▶ _Stored data entries_
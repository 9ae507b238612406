use candle::{DType, Device, Result, Tensor};
use candle_core as candle;
use candle_nn::VarBuilder;
use candle_transformers::models::bert::{BertModel, Config};
use std::path::Path;
use std::sync::Arc;

/// Weight file expected next to `config.json` in a sentence-transformers checkpoint.
pub const WEIGHTS_FILE: &str = "model.safetensors";
/// Model config file name.
pub const CONFIG_FILE: &str = "config.json";
/// Tokenizer file name.
pub const TOKENIZER_FILE: &str = "tokenizer.json";

/// BERT encoder shared across threads; `forward` only reads weights.
#[derive(Clone)]
pub struct BertEncoder {
    model: Arc<BertModel>,
    hidden_size: usize,
}

impl BertEncoder {
    pub fn load<P: AsRef<Path>>(model_dir: P, device: &Device) -> Result<Self> {
        let model_dir = model_dir.as_ref();
        let config_path = model_dir.join(CONFIG_FILE);
        let weights_path = model_dir.join(WEIGHTS_FILE);

        let config_content = std::fs::read_to_string(config_path)?;
        let config: Config = serde_json::from_str(&config_content)
            .map_err(|e| candle::Error::Msg(format!("Failed to parse config: {}", e)))?;

        let vb =
            unsafe { VarBuilder::from_mmaped_safetensors(&[weights_path], DType::F32, device)? };

        // sentence-transformers exports have no prefix; raw HF exports nest under `bert.`
        let model = if vb.contains_tensor("bert.embeddings.word_embeddings.weight") {
            BertModel::load(vb.pp("bert"), &config)?
        } else {
            BertModel::load(vb, &config)?
        };

        Ok(Self {
            model: Arc::new(model),
            hidden_size: config.hidden_size,
        })
    }

    pub fn hidden_size(&self) -> usize {
        self.hidden_size
    }

    /// Returns token-level hidden states, shape `[batch, seq_len, hidden]`.
    pub fn forward(
        &self,
        input_ids: &Tensor,
        token_type_ids: &Tensor,
        attention_mask: Option<&Tensor>,
    ) -> Result<Tensor> {
        self.model.forward(input_ids, token_type_ids, attention_mask)
    }
}

/// Mean pooling over token states, ignoring padding positions.
///
/// `hidden` is `[batch, seq_len, hidden]`, `attention_mask` is `[batch, seq_len]`;
/// the result is `[batch, hidden]`.
pub fn mean_pool(hidden: &Tensor, attention_mask: &Tensor) -> Result<Tensor> {
    let mask = attention_mask
        .to_dtype(DType::F32)?
        .unsqueeze(2)?
        .broadcast_as(hidden.shape())?;

    let summed = hidden.broadcast_mul(&mask)?.sum(1)?;
    let counts = mask.sum(1)?.clamp(1e-9, f64::MAX)?;

    summed.broadcast_div(&counts)
}
//! Cosine scoring and best-match selection.
//!
//! [`SimilarityScorer`] is the only place that turns texts into scores. Both policies
//! (originality and scene matching) are thin threshold rules on top of
//! [`SimilarityScorer::best_match`].

pub mod error;
pub mod scorer;
pub mod types;

#[cfg(test)]
mod tests;

pub use error::ScoringError;
pub use scorer::{SimilarityScorer, cosine_similarity};
pub use types::{CandidateScore, MatchCandidate, MatchResult};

▶ _PROBLEM STATEMENT_
Write out, from the lines above, only those from the line with "pub const WEIGHTS_FILE: &str" to the line with "only reads weights.", exactly as given, including the first and the last.

▶ _SOLUTION TO THIS TASK_
pub const WEIGHTS_FILE: &str = "model.safetensors";
/// Model config file name.
pub const CONFIG_FILE: &str = "config.json";
/// Tokenizer file name.
pub const TOKENIZER_FILE: &str = "tokenizer.json";

/// BERT encoder shared across threads; `forward` only reads weights.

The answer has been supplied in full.